OpenBiome is a nonprofit organization that runs a biobank to harness the healing powers of the natural bugs that live in the human gut. Generally, people with greater microbiome diversity tend to be healthier, and scientists have identified a link between certain gut bacteria profiles and a number of conditions, including ulcerative colitis, autism, common allergies and certain cancers. OpenBiome recruits and screens stool donors, and then it filters and freezes the raw material for clinicians to use. The organization also performs frequent spot checks for fecal quality control.
"It's kind of like the Red Cross but for poop," said Dr. Zain Kassam, a gastroenterologist and specialist in internal medicine and a leader of OpenBiome's research team.
Fecal transplantation isn't yet approved by the U.S. Food and Drug Administration. However, because it has been shown to be so effective for c.difficile, the FDA allows physicians to use it under their "enforcement discretion guidelines" for patients with c.difficile infections who do not respond to standard therapies. This essentially means the FDA won't go after a doctor who performs a fecal transplant once they have their patient's consent.
In addition, scientists and physicians involved in research on the potentials of this treatment know that not every healthy person produces stool that could potentially save lives. Currently, there are just 21 OpenBiome stool donors, who are the "Olympic athletes of poop," according to Kassam. Their mean age is 27 and mean body mass index (BMI) is 23.3, which is the high end of normal weight. (A person who is considered overweight has a BMI of 25 to 29.9.)
"It's easier to get into Harvard than to be an OpenBiome stool donor," said Kassam, who helped conduct the research presented this week at the annual conference for Digestive Disease Week in Washington, D.C.
It was a challenge, he says, to identify high quality stool even from the relatively large pool of 459 healthy people who joined the OpenBiome registry. For the screening process, all were required to complete a basic questionnaire that evaluated a number of factors including age, BMI, antibiotic use, travel history, birth country and geographical distance from the stool bank, which is located in Boston. Of the number who applied and filled out the questionnaire, 208 people were eliminated from the pool and were not considered for further evaluation because they did not meet these most basic criteria.
Only 77 potential donors moved on to the next phase of the evaluation process, a clinical assessment performed by a physician or nurse that included blood tests for infectious diseases such as HIV, hepatitis A, B and C. Only 27 donors passed the clinical assessment and were permitted to submit stool samples for further evaluation. Volunteers at this stage were most likely eliminated from the pool due to high-risk sexual behavior, psychiatric conditions and autoimmune diseases.

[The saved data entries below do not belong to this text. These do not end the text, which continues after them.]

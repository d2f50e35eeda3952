use zerocopy::AsBytes;

#[repr(u16)]
#[derive(Debug, Clone, Copy, PartialEq, Eq, Default, AsBytes)]
pub enum FileType {
    #[default]
    Empty = 0,
    Dir = 1,
    File = 2,
    Device = 3,
    Symlink = 4,
}

impl FileType {
    pub fn from_u16(bits: u16) -> Self {
        match bits {
            1 => Self::Dir,
            2 => Self::File,
            3 => Self::Device,
            4 => Self::Symlink,
            _ => Self::Empty,
        }
    }
}

#[derive(Default, Debug, Clone, Copy, AsBytes)]
#[repr(C)]
pub struct Stat {
    pub dev: u32,        // File system's disk device
    pub ino: u32,        // Inode number
    pub ftype: FileType, // Type of file
    pub nlink: u16,      // Number of links to file
    _reserved: u32,
    pub size: u64, // Size of file in bytes
}

impl Stat {
    pub fn file_type(&self) -> FileType {
        self.ftype
    }
}
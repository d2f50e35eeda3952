#![allow(clippy::missing_safety_doc)]

extern crate alloc;

pub mod condvar;
pub mod elf;
pub mod error;
pub mod exec;
pub mod fcntl;
pub mod fdtable;
pub mod file;
pub mod fs;
pub mod log;
pub mod null;
pub mod param;
pub mod pipe;
pub mod proc;
pub mod ramdisk;
pub mod sleeplock;
pub mod spinlock;
pub mod stat;
pub mod symlink;
pub mod syscall;
pub mod vm;

#[cfg(test)]
pub mod testutil;
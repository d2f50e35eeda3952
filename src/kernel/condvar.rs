use crate::{
    error::{Error::Interrupted, Result},
    proc::{self, try_myproc},
    spinlock::MutexGuard,
};

#[derive(Debug)]
pub struct Condvar;

impl Condvar {
    pub const fn new() -> Self {
        Self
    }

    pub fn wait<'a, T>(&self, guard: MutexGuard<'a, T>) -> MutexGuard<'a, T> {
        proc::sleep(self as *const _ as usize, guard)
    }

    // Like wait, but gives up once the current process is killed.
    pub fn wait_killable<'a, T>(&self, guard: MutexGuard<'a, T>) -> Result<MutexGuard<'a, T>> {
        if killed() {
            return Err(Interrupted);
        }
        let guard = self.wait(guard);
        if killed() {
            return Err(Interrupted);
        }
        Ok(guard)
    }

    pub fn notify_all(&self) {
        proc::wakeup(self as *const _ as usize);
    }
}

impl Default for Condvar {
    fn default() -> Self {
        Self::new()
    }
}

fn killed() -> bool {
    try_myproc().map_or(false, |p| p.killed())
}
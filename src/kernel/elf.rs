use zerocopy::{AsBytes, FromBytes};

// Format of an ELF executable file

pub const EI_MAG0: usize = 0;
pub const EI_MAG1: usize = 1;
pub const EI_MAG2: usize = 2;
pub const EI_MAG3: usize = 3;
pub const EI_CLSS: usize = 4;
pub const EI_DATA: usize = 5;

pub const ELFMAG0: u8 = 127;
pub const ELFMAG1: u8 = b'E';
pub const ELFMAG2: u8 = b'L';
pub const ELFMAG3: u8 = b'F';

pub const ELF64CL: u8 = 2;

pub const ELFDATA2LSB: u8 = 1;

// Values for Proghdr type
pub const PT_LOAD: u32 = 1;

// File header
#[repr(C)]
#[derive(Debug, Copy, Clone, Default, AsBytes, FromBytes)]
pub struct ElfHdr {
    pub e_ident: [u8; 16],
    pub e_type: u16,
    pub e_cpu: u16,
    pub e_version: u32,
    pub e_entry: u64,
    pub e_phoff: u64,
    pub e_shoff: u64,
    pub e_flags: u32,
    pub e_ehsize: u16,
    pub e_phsize: u16,
    pub e_phnum: u16,
    pub e_shsize: u16,
    pub e_shnum: u16,
    pub e_shname: u16,
}

impl ElfHdr {
    pub fn is_valid(&self) -> bool {
        self.e_ident[EI_MAG0] == ELFMAG0
            && self.e_ident[EI_MAG1] == ELFMAG1
            && self.e_ident[EI_MAG2] == ELFMAG2
            && self.e_ident[EI_MAG3] == ELFMAG3
            && self.e_ident[EI_CLSS] == ELF64CL
            && self.e_ident[EI_DATA] == ELFDATA2LSB
    }
}

// Program section header
#[repr(C)]
#[derive(Debug, Copy, Clone, Default, AsBytes, FromBytes)]
pub struct ProgHdr {
    pub p_type: u32,
    pub p_flags: u32,
    pub p_offset: u64,
    pub p_vaddr: u64,
    pub p_paddr: u64,
    pub p_fsize: u64,
    pub p_msize: u64,
    pub p_align: u64,
}
use core::fmt;

pub type Result<T> = core::result::Result<T, Error>;

#[repr(isize)]
#[derive(PartialEq, Eq, Debug, Clone, Copy)]
pub enum Error {
    Uncategorized,
    NotFound = -3,
    OutOfMemory = -4,
    BadVirtAddr = -5,
    StorageFull = -6,
    TooManyLinks = -7,
    NoBufferSpace = -10,
    Interrupted = -12,
    BadFileDescriptor = -13,
    FileDescriptorTooLarge = -14,
    FileTooLarge = -15,
    AlreadyExists = -16,
    IsADirectory = -17,
    NotADirectory = -18,
    CrossesDevices = -19,
    PermissionDenied = -20,
    DirectoryNotEmpty = -21,
    FileTableOverflow = -22,
    InvalidArgument = -23,
    NoSuchNode = -24,
    BrokenPipe = -25,
    ExecFileFormatError = -26,
    ArgumentListTooLong = -27,
    Utf8Error = -28,
    FilesystemLoop = -31,
}

impl Error {
    pub fn as_str(&self) -> &'static str {
        use Error::*;
        match *self {
            NotFound => "entry not found",
            OutOfMemory => "out of memory",
            StorageFull => "no storage space",
            TooManyLinks => "too many links",
            BadVirtAddr => "bad virtual address",
            NoBufferSpace => "no buffer space available",
            Interrupted => "operation interrupted",
            BadFileDescriptor => "bad file descriptor",
            FileDescriptorTooLarge => "file descriptor value too large",
            FileTooLarge => "file too large",
            AlreadyExists => "entity already exists",
            IsADirectory => "is a directory",
            NotADirectory => "not a directory",
            CrossesDevices => "cross-device link or rename",
            PermissionDenied => "permission denied",
            DirectoryNotEmpty => "directory not empty",
            FileTableOverflow => "inode or file table overflow in system",
            InvalidArgument => "invalid argument",
            NoSuchNode => "no such node or address",
            BrokenPipe => "broken pipe",
            ExecFileFormatError => "executable file format error",
            ArgumentListTooLong => "argument list too long",
            Utf8Error => "slice is not utf8",
            FilesystemLoop => "too many levels of symbolic links",
            Uncategorized => "uncategorized error",
        }
    }
}

impl fmt::Display for Error {
    fn fmt(&self, f: &mut fmt::Formatter<'_>) -> fmt::Result {
        f.write_str(self.as_str())
    }
}
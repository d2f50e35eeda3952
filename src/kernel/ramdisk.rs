use crate::{
    error::{Error::*, Result},
    fs::{DInode, DirEnt, ROOTINO},
    param::FSSIZE,
    spinlock::Mutex,
    stat::FileType,
};
use alloc::vec::Vec;
use zerocopy::AsBytes;

// In-memory disks. Each formatted device holds a flat inode array
// and one byte stream per inode. Device numbers start at 1; device
// n lives at DISKS[n - 1].
//
// Callers serialize access to one inode through the inode sleeplock;
// the table lock only protects the vectors themselves.

static DISKS: Mutex<Vec<Disk>> = Mutex::new(Vec::new(), "disks");

#[derive(Debug)]
struct Disk {
    inodes: Vec<DInode>,
    data: Vec<Vec<u8>>,
}

impl Disk {
    fn new() -> Self {
        let mut inodes = Vec::with_capacity(FSSIZE as usize);
        inodes.resize(FSSIZE as usize, DInode::default());
        let mut data = Vec::with_capacity(FSSIZE as usize);
        data.resize(FSSIZE as usize, Vec::new());
        Self { inodes, data }
    }
}

// Format a new device holding an empty root directory and return
// its device number.
pub fn mkfs() -> u32 {
    let mut disk = Disk::new();

    let mut root = Vec::new();
    for name in [".", ".."] {
        let mut de = DirEnt::default();
        de.inum = ROOTINO as u16;
        de.name[..name.len()].copy_from_slice(name.as_bytes());
        root.extend_from_slice(de.as_bytes());
    }
    let ri = &mut disk.inodes[ROOTINO as usize];
    ri.itype = FileType::Dir;
    ri.nlink = 1;
    ri.size = root.len() as u32;
    disk.data[ROOTINO as usize] = root;

    let mut disks = DISKS.lock();
    disks.push(disk);
    let dev = disks.len() as u32;
    log::info!("mkfs: dev {} with {} inodes", dev, FSSIZE);
    dev
}

fn with_disk<R>(dev: u32, f: impl FnOnce(&mut Disk) -> R) -> R {
    let mut disks = DISKS.lock();
    match (dev as usize).checked_sub(1).and_then(|i| disks.get_mut(i)) {
        Some(disk) => f(disk),
        None => panic!("ramdisk: no device {}", dev),
    }
}

pub fn read_inode(dev: u32, inum: u32) -> DInode {
    with_disk(dev, |d| d.inodes[inum as usize])
}

pub fn write_inode(dev: u32, inum: u32, dip: &DInode) {
    with_disk(dev, |d| d.inodes[inum as usize] = *dip);
}

// Claim a free inode on dev by giving it a type.
pub fn ialloc(dev: u32, itype: FileType) -> Result<u32> {
    with_disk(dev, |d| {
        for inum in 1..FSSIZE {
            let dip = &mut d.inodes[inum as usize];
            if dip.itype == FileType::Empty {
                // a free inode
                *dip = DInode::default();
                dip.itype = itype;
                d.data[inum as usize].clear();
                return Ok(inum);
            }
        }
        Err(StorageFull) // no inodes
    })
}

// Copy up to dst.len() bytes starting at off.
// Returns the number of bytes copied.
pub fn read(dev: u32, inum: u32, off: usize, dst: &mut [u8]) -> usize {
    with_disk(dev, |d| {
        let src = &d.data[inum as usize];
        if off >= src.len() {
            return 0;
        }
        let n = core::cmp::min(dst.len(), src.len() - off);
        dst[..n].copy_from_slice(&src[off..off + n]);
        n
    })
}

// Store src at off, growing the stream with zeros if needed.
pub fn write(dev: u32, inum: u32, off: usize, src: &[u8]) {
    with_disk(dev, |d| {
        let dst = &mut d.data[inum as usize];
        if dst.len() < off + src.len() {
            dst.resize(off + src.len(), 0);
        }
        dst[off..off + src.len()].copy_from_slice(src);
    })
}

pub fn trunc(dev: u32, inum: u32) {
    with_disk(dev, |d| d.data[inum as usize] = Vec::new());
}
// Harness for running system calls from tests. A Sandbox is a process
// bound to the calling thread, with its root and working directory on
// a freshly formatted ramdisk and a flat user image to pass arguments
// through.
//
// Sandboxes share the global file table. A test that needs all of it
// takes an exclusive sandbox, which waits out every other one.

use crate::{
    elf::{self, ElfHdr, ProgHdr},
    fs::{self, Inode, Path},
    log::LOG,
    null,
    proc::Proc,
    ramdisk,
    stat::{FileType, Stat},
    syscall::{syscall, SysCalls},
    vm::{UVAddr, Uvm, PGSIZE},
};
use alloc::vec::Vec;
use core::mem::size_of;
use std::sync::{PoisonError, RwLock, RwLockReadGuard, RwLockWriteGuard};
use zerocopy::AsBytes;

static GATE: RwLock<()> = RwLock::new(());

#[allow(dead_code)]
enum Gate {
    Shared(RwLockReadGuard<'static, ()>),
    Exclusive(RwLockWriteGuard<'static, ()>),
}

pub const IMAGE_PAGES: usize = 64;
pub const ENTRY: u64 = 0x40;

pub struct Sandbox {
    pub proc: &'static Proc,
    pub dev: u32,
    brk: usize,
    _gate: Option<Gate>,
}

impl Sandbox {
    pub fn new() -> Self {
        let gate = GATE.read().unwrap_or_else(PoisonError::into_inner);
        Self::format(Gate::Shared(gate))
    }

    // A sandbox that runs alone.
    pub fn exclusive() -> Self {
        let gate = GATE.write().unwrap_or_else(PoisonError::into_inner);
        Self::format(Gate::Exclusive(gate))
    }

    fn format(gate: Gate) -> Self {
        null::init();
        let mut sb = Self::attach(ramdisk::mkfs());
        sb._gate = Some(gate);
        sb
    }

    // A new process on the current thread, rooted at dev. Shares the
    // gate of the sandbox that formatted dev.
    pub fn attach(dev: u32) -> Self {
        let proc = Proc::alloc().unwrap();
        let data = proc.data_mut();
        data.root = Some(fs::root(dev).unwrap());
        data.cwd = Some(fs::root(dev).unwrap());
        data.uvm = Some(Uvm::new(IMAGE_PAGES * PGSIZE));
        data.sz = IMAGE_PAGES * PGSIZE;
        proc.bind();
        Self {
            proc,
            dev,
            brk: PGSIZE,
            _gate: None,
        }
    }

    pub fn root(&self) -> Inode {
        fs::root(self.dev).unwrap()
    }

    pub fn lookup(&self, path: &str) -> Inode {
        let _op = LOG.begin();
        Path::new(path).namei().unwrap().1
    }

    fn uvm(&self) -> &mut Uvm {
        self.proc.data_mut().uvm.as_mut().unwrap()
    }

    // Reserve n bytes of user memory. Wraps around when the image is
    // used up, so only recent buffers stay valid.
    pub fn ubuf(&mut self, n: usize) -> usize {
        if self.brk + n > IMAGE_PAGES * PGSIZE {
            self.brk = PGSIZE;
        }
        let addr = self.brk;
        self.brk = (self.brk + n + 15) & !15;
        addr
    }

    pub fn poke(&mut self, addr: usize, bytes: &[u8]) {
        self.uvm().copyout(UVAddr::from(addr), bytes).unwrap();
    }

    pub fn peek(&self, addr: usize, n: usize) -> Vec<u8> {
        let mut buf = alloc::vec![0u8; n];
        self.uvm().copyin(&mut buf[..], UVAddr::from(addr)).unwrap();
        buf
    }

    // A (ptr, len) descriptor in user memory.
    pub fn uslice(&mut self, ptr: usize, len: usize) -> usize {
        let addr = self.ubuf(2 * size_of::<usize>());
        self.poke(addr, [ptr, len][..].as_bytes());
        addr
    }

    // Copy s into user memory and return the address of its descriptor.
    pub fn ustr(&mut self, s: &str) -> usize {
        self.ubytes(s.as_bytes())
    }

    pub fn ubytes(&mut self, bytes: &[u8]) -> usize {
        let ptr = self.ubuf(bytes.len());
        self.poke(ptr, bytes);
        self.uslice(ptr, bytes.len())
    }

    // A null-terminated descriptor array for exec.
    pub fn uargv(&mut self, args: &[&str]) -> usize {
        let mut pairs = Vec::new();
        for a in args {
            let ptr = self.ubuf(a.len());
            self.poke(ptr, a.as_bytes());
            pairs.extend_from_slice(&[ptr, a.len()]);
        }
        pairs.extend_from_slice(&[0, 0]);
        let addr = self.ubuf(pairs.len() * size_of::<usize>());
        self.poke(addr, pairs.as_bytes());
        addr
    }

    pub fn call_raw(&mut self, num: usize, args: [usize; 3]) -> isize {
        let tf = &mut self.proc.data_mut().trapframe;
        tf.a0 = args[0];
        tf.a1 = args[1];
        tf.a2 = args[2];
        tf.a7 = num;
        syscall();
        self.proc.data().trapframe.a0 as isize
    }

    pub fn call(&mut self, id: SysCalls, args: [usize; 3]) -> isize {
        self.call_raw(id as usize, args)
    }

    pub fn open(&mut self, path: &str, mode: usize) -> isize {
        let p = self.ustr(path);
        self.call(SysCalls::Open, [p, mode, 0])
    }

    pub fn close(&mut self, fd: usize) -> isize {
        self.call(SysCalls::Close, [fd, 0, 0])
    }

    pub fn dup(&mut self, fd: usize) -> isize {
        self.call(SysCalls::Dup, [fd, 0, 0])
    }

    pub fn read(&mut self, fd: usize, n: usize) -> Option<Vec<u8>> {
        let buf = self.ubuf(n);
        let r = self.call(SysCalls::Read, [fd, buf, n]);
        (r >= 0).then(|| self.peek(buf, r as usize))
    }

    pub fn write(&mut self, fd: usize, bytes: &[u8]) -> isize {
        let buf = self.ubuf(bytes.len());
        self.poke(buf, bytes);
        self.call(SysCalls::Write, [fd, buf, bytes.len()])
    }

    pub fn fstat(&mut self, fd: usize) -> Option<Stat> {
        let buf = self.ubuf(size_of::<Stat>());
        if self.call(SysCalls::Fstat, [fd, buf, 0]) < 0 {
            return None;
        }
        let raw = self.peek(buf, size_of::<Stat>());
        let u32_at = |i: usize| u32::from_ne_bytes([raw[i], raw[i + 1], raw[i + 2], raw[i + 3]]);
        let u16_at = |i: usize| u16::from_ne_bytes([raw[i], raw[i + 1]]);
        let mut size = [0u8; 8];
        size.copy_from_slice(&raw[16..24]);

        let mut st = Stat::default();
        st.dev = u32_at(0);
        st.ino = u32_at(4);
        st.ftype = FileType::from_u16(u16_at(8));
        st.nlink = u16_at(10);
        st.size = u64::from_ne_bytes(size);
        Some(st)
    }

    pub fn mkdir(&mut self, path: &str) -> isize {
        let p = self.ustr(path);
        self.call(SysCalls::Mkdir, [p, 0, 0])
    }

    pub fn mknod(&mut self, path: &str, major: usize, minor: usize) -> isize {
        let p = self.ustr(path);
        self.call(SysCalls::Mknod, [p, major, minor])
    }

    pub fn unlink(&mut self, path: &str) -> isize {
        let p = self.ustr(path);
        self.call(SysCalls::Unlink, [p, 0, 0])
    }

    pub fn link(&mut self, old: &str, new: &str) -> isize {
        let o = self.ustr(old);
        let n = self.ustr(new);
        self.call(SysCalls::Link, [o, n, 0])
    }

    pub fn chdir(&mut self, path: &str) -> isize {
        let p = self.ustr(path);
        self.call(SysCalls::Chdir, [p, 0, 0])
    }

    pub fn symlink(&mut self, target: &str, path: &str) -> isize {
        let t = self.ustr(target);
        let p = self.ustr(path);
        self.call(SysCalls::Symlink, [t, p, 0])
    }

    pub fn readlink(&mut self, path: &str, bufsize: usize) -> Option<Vec<u8>> {
        let p = self.ustr(path);
        let buf = self.ubuf(bufsize);
        let r = self.call(SysCalls::Readlink, [p, buf, bufsize]);
        (r >= 0).then(|| self.peek(buf, r as usize))
    }

    pub fn pipe(&mut self) -> Option<(usize, usize)> {
        let buf = self.ubuf(2 * size_of::<usize>());
        if self.call(SysCalls::Pipe, [buf, 0, 0]) < 0 {
            return None;
        }
        let raw = self.peek(buf, 2 * size_of::<usize>());
        let (a, b) = raw.split_at(size_of::<usize>());
        let fd = |s: &[u8]| {
            let mut w = [0u8; size_of::<usize>()];
            w.copy_from_slice(s);
            usize::from_ne_bytes(w)
        };
        Some((fd(a), fd(b)))
    }

    pub fn exec(&mut self, path: &str, argv: &[&str]) -> isize {
        let p = self.ustr(path);
        let a = self.uargv(argv);
        self.call(SysCalls::Exec, [p, a, 0])
    }
}

impl Drop for Sandbox {
    fn drop(&mut self) {
        self.proc.exit();
    }
}

// A one-segment executable whose text is loaded at 0.
pub fn elf_image(text: &[u8]) -> Vec<u8> {
    let mut hdr = ElfHdr::default();
    hdr.e_ident[..4].copy_from_slice(&[elf::ELFMAG0, elf::ELFMAG1, elf::ELFMAG2, elf::ELFMAG3]);
    hdr.e_ident[elf::EI_CLSS] = elf::ELF64CL;
    hdr.e_ident[elf::EI_DATA] = elf::ELFDATA2LSB;
    hdr.e_entry = ENTRY;
    hdr.e_phoff = size_of::<ElfHdr>() as u64;
    hdr.e_phnum = 1;

    let off = size_of::<ElfHdr>() + size_of::<ProgHdr>();
    let ph = ProgHdr {
        p_type: elf::PT_LOAD,
        p_offset: off as u64,
        p_fsize: text.len() as u64,
        p_msize: text.len() as u64 + 100,
        ..Default::default()
    };
    let mut out = Vec::new();
    out.extend_from_slice(hdr.as_bytes());
    out.extend_from_slice(ph.as_bytes());
    out.extend_from_slice(text);
    out
}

But the pool became even smaller after that. An evaluation of stool samples eliminated over half the remaining candidates, whose stool was found to have a specific types of "bad" bacteria that could pose a problem for the recipient. In particular, the researchers found a high presence of rotavirus in many asymptomatic potential donors. Rotavirus is a leading cause of diarrhea but the bacteria is rarely screened for in clinical practice. In the end, only 12 potential donors—6 percent—were actually qualified to join OpenBiome's elite poop group.
Kassam says there are no formal guidelines for stool donation and still a limited amount of research on the long-term impact of the procedure on a patient's health. With the wrong poop, a fecal transplant can also result in some puzzling outcomes. Earlier this year, for example, the journal Open Forum Diseases published a case study of a 32-year-old woman treated for c.difficile with fecal transplantation. Though she recovered from the infection, the woman also rapidly put on 36 pounds, and her BMI rose from 26 to 33 in a little over a year. Her physicians suspected the procedure was most likely the cause of her weight gain but couldn't say for sure.
Until there is more research to help develop concrete donor guidelines, OpenBiome must remain choosy when signing up people to donate stool. He hopes that as the medical community becomes less skeptical of the procedure, a clearer picture will emerge on what whose stool should actually be saved to treat patients. "What this really shows is that it is really hard to be donor," says Kassam. "We need to push for the medical community to create some consensus-based guidelines."